Sebaliknya, jika saksi
yang diduga memberikan keterangan palsu tersebut merasa bahwa
keterangan yang diberikannya adalah benar atau tidak palsu, namun tetap
diproses sebagai tersangka atau terdakwa, maka berpadanan pada asas Presumption of Innocence (praduga
tak bersalah), soal bersalah atau tidak bersalahnya seorang saksi yang
diduga memberikan keterangan palsu di bawah sumpah tersebut adalah
bergantung sepenuhnya dari bagaimana proses pembuktian atas perkara
tersebut di pengadilan.
Sebagai bahan referensi untuk mendukung opini tersebut, penjawab juga akan mengutip pendapat R. Soesilo dalam bukunya: “KUHP Serta Komentar-Komentarnya Lengkap Pasal Demi Pasal”, hal. 183, disebutkan:
“Supaya
dapat dihukum pembuat (saksi yang diduga memberikan keterangan palsu)
harus mengetahui, bahwa ia memberikan suatu keterangan dengan sadar
bertentangan dengan kenyataan dan bahwa ia memberikan keterangan palsu
ini di atas sumpah.

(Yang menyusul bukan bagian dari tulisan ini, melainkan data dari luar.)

//! Visual-order to physical-slot permutation.
//!
//! The order bindings are written in the keymap source follows the
//! author's column groups per hand; downstream geometry numbers keys row
//! by row instead. The correspondence is a fixed, hand-authored
//! permutation applied here with explicit fallbacks, so a bad index
//! degrades one binding instead of aborting the layer.

use std::collections::HashMap;

use log::warn;

use crate::model::ParsedBinding;

/// Fixed visual→physical permutation applied to each layer.
///
/// Injectivity is checked once at construction; remapping itself cannot
/// fail.
#[derive(Debug, Clone)]
pub struct PhysicalIndexMap {
    map: HashMap<usize, usize>,
}

impl PhysicalIndexMap {
    /// Build a map from `(visual, physical)` pairs. A duplicated visual
    /// index or a duplicated physical target is rejected.
    pub fn new(pairs: &[(usize, usize)]) -> Result<Self, String> {
        let mut map = HashMap::with_capacity(pairs.len());
        let mut targets = HashMap::with_capacity(pairs.len());

        for &(visual, physical) in pairs {
            if map.insert(visual, physical).is_some() {
                return Err(format!("visual index {visual} mapped twice"));
            }
            if let Some(prev) = targets.insert(physical, visual) {
                return Err(format!(
                    "physical index {physical} targeted by both visual {prev} and {visual}"
                ));
            }
        }

        Ok(Self { map })
    }

    /// Permutation for the 48-key eyelash Corne.
    ///
    /// Visual order walks the keymap source: six-key row groups per hand
    /// (left groups written pinky-first), then thumbs, then the joystick
    /// cluster and the rotary encoder. Physical numbering walks the
    /// geometry row by row:
    ///
    /// ```text
    /// ╭────────────────────────╮             ╭────╮      ╭─────────────────────────╮
    /// │  0   1   2   3   4   5 │         ╭───╯  6 ╰───╮  │   7   8   9  10  11  12 │
    /// │ 13  14  15  16  17  18 │ ╭────╮  │ 19  20  21 │  │  22  23  24  25  26  27 │
    /// │ 28  29  30  31  32  33 │ │ 34 │  ╰───╮ 35 ╭───╯  │  36  37  38  39  40  41 │
    /// ╰───────────╮ 42  43  44 │ ╰────╯      ╰────╯      │  45  46  47 ╭───────────╯
    ///             ╰────────────╯                         ╰─────────────╯
    /// ```
    pub fn eyelash_corne() -> Self {
        #[rustfmt::skip]
        const PAIRS: &[(usize, usize)] = &[
            // top row, left then right
            (0, 0), (1, 1), (2, 2), (3, 3), (4, 4), (5, 5),
            (6, 7), (7, 8), (8, 9), (9, 10), (10, 11), (11, 12),
            // home row
            (12, 13), (13, 14), (14, 15), (15, 16), (16, 17), (17, 18),
            (18, 22), (19, 23), (20, 24), (21, 25), (22, 26), (23, 27),
            // bottom row
            (24, 28), (25, 29), (26, 30), (27, 31), (28, 32), (29, 33),
            (30, 36), (31, 37), (32, 38), (33, 39), (34, 40), (35, 41),
            // thumbs
            (36, 42), (37, 43), (38, 44),
            (39, 45), (40, 46), (41, 47),
            // joystick cluster
            (42, 6), (43, 19), (44, 20), (45, 21), (46, 34),
            // rotary encoder
            (47, 35),
        ];
        Self::new(PAIRS).expect("eyelash corne table is a valid permutation")
    }

    pub fn get(&self, visual: usize) -> Option<usize> {
        self.map.get(&visual).copied()
    }

    pub fn len(&self) -> usize {
        self.map.len()
    }

    pub fn is_empty(&self) -> bool {
        self.map.is_empty()
    }

    /// Remap a layer's bindings from visual order into physical slots.
    ///
    /// Fallbacks, none of them fatal: an out-of-range target drops the
    /// binding, an unmapped visual index passes through to the same slot
    /// number, and a slot that is already occupied keeps its first
    /// occupant. Unfilled slots come back transparent, so the result is
    /// always exactly `expected` long.
    pub fn remap(&self, bindings: Vec<ParsedBinding>, expected: usize) -> Vec<ParsedBinding> {
        let mut slots: Vec<Option<ParsedBinding>> = vec![None; expected];

        for (visual, binding) in bindings.into_iter().enumerate() {
            let slot = match self.get(visual) {
                Some(physical) if physical < expected => physical,
                Some(physical) => {
                    warn!(
                        "physical index {physical} for visual index {visual} is out of \
                         range (expected < {expected}), dropping {:?}",
                        binding.original
                    );
                    continue;
                }
                None if visual < expected => {
                    warn!("visual index {visual} has no physical mapping, passing through");
                    visual
                }
                None => {
                    warn!(
                        "visual index {visual} has no physical mapping and is out of \
                         range, dropping {:?}",
                        binding.original
                    );
                    continue;
                }
            };
            match &slots[slot] {
                Some(occupant) => warn!(
                    "slot {slot} already holds {:?}, dropping colliding {:?} from visual \
                     index {visual}",
                    occupant.original, binding.original
                ),
                None => slots[slot] = Some(binding),
            }
        }

        slots
            .into_iter()
            .map(|s| s.unwrap_or_else(ParsedBinding::transparent))
            .collect()
    }
}

#[cfg(test)]
mod tests {
    use super::*;
    use crate::processor::binding::parse_binding;

    fn kp(key: &str) -> ParsedBinding {
        parse_binding(&format!("&kp {key}"))
    }

    #[test]
    fn test_remap_with_passthrough_collision() {
        // visual 0 → slot 2, visual 1 → slot 0, visual 2 unmapped.
        // The pass-through of visual 2 lands on the occupied slot 2 and
        // loses: first occupant wins.
        let map = PhysicalIndexMap::new(&[(0, 2), (1, 0)]).expect("valid map");
        let bindings = vec![kp("A"), kp("B"), parse_binding("___")];

        let remapped = map.remap(bindings, 5);

        assert_eq!(remapped.len(), 5);
        assert_eq!(remapped[0], kp("B"));
        assert_eq!(remapped[1], ParsedBinding::transparent());
        assert_eq!(remapped[2], kp("A"));
        assert_eq!(remapped[3], ParsedBinding::transparent());
        assert_eq!(remapped[4], ParsedBinding::transparent());
    }

    #[test]
    fn test_remap_length_is_always_expected() {
        let map = PhysicalIndexMap::new(&[(0, 0), (1, 1)]).expect("valid map");
        for n in [0usize, 1, 2, 7] {
            let bindings = (0..n).map(|i| kp(&format!("K{i}"))).collect();
            assert_eq!(map.remap(bindings, 4).len(), 4, "{n} inputs");
        }
    }

    #[test]
    fn test_out_of_range_target_dropped() {
        let map = PhysicalIndexMap::new(&[(0, 9)]).expect("valid map");
        let remapped = map.remap(vec![kp("A")], 5);
        assert!(remapped.iter().all(|b| *b == ParsedBinding::transparent()));
    }

    #[test]
    fn test_unmapped_out_of_range_dropped() {
        let map = PhysicalIndexMap::new(&[]).expect("valid map");
        let remapped = map.remap(vec![kp("A"), kp("B"), kp("C")], 2);
        assert_eq!(remapped, vec![kp("A"), kp("B")]);
    }

    #[test]
    fn test_construction_rejects_duplicates() {
        assert!(PhysicalIndexMap::new(&[(0, 1), (0, 2)]).is_err());
        assert!(PhysicalIndexMap::new(&[(0, 1), (2, 1)]).is_err());
    }

    #[test]
    fn test_eyelash_corne_is_a_permutation() {
        let map = PhysicalIndexMap::eyelash_corne();
        assert_eq!(map.len(), 48);

        // every physical slot 0..48 is hit exactly once
        let mut seen = vec![false; 48];
        for visual in 0..48 {
            let physical = map.get(visual).expect("total over 0..48");
            assert!(physical < 48);
            assert!(!seen[physical], "slot {physical} hit twice");
            seen[physical] = true;
        }
    }

    #[test]
    fn test_eyelash_corne_spot_checks() {
        let map = PhysicalIndexMap::eyelash_corne();
        // right-hand top row starts one past the joystick key
        assert_eq!(map.get(6), Some(7));
        // joystick cluster interleaves into the upper rows
        assert_eq!(map.get(42), Some(6));
        assert_eq!(map.get(46), Some(34));
        // encoder is the last visual entry
        assert_eq!(map.get(47), Some(35));
    }
}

Jika pembuat menyangka bahwa keterangannya itu
sesuai dengan kebenaran, akan tetapi akhirnya keterangan ini tidak
benar, dengan lain perkataan, jika ternyata bahwa ia sebenarnya
tidak mengenal sesungguhnya mana yang benar, maka ia tidak dapat
dihukum. Mendiamkan (menyembunyikan) kebenaran itu belum berarti suatu
keterangan palsu. Suatu keterangan palsu itu menyatakan keadaan lain dari pada keadaan yang sebenarnya dengan dikehendaki (dengan sengaja).
Demikian jawaban saya. Semoga bermanfaat dan memberikan pencerahan untuk Anda.
Dasar hukum:
Referensi:
Soesilo, R. KUHP Serta Komentar-Komentarnya Lengkap Pasal Demi Pasal.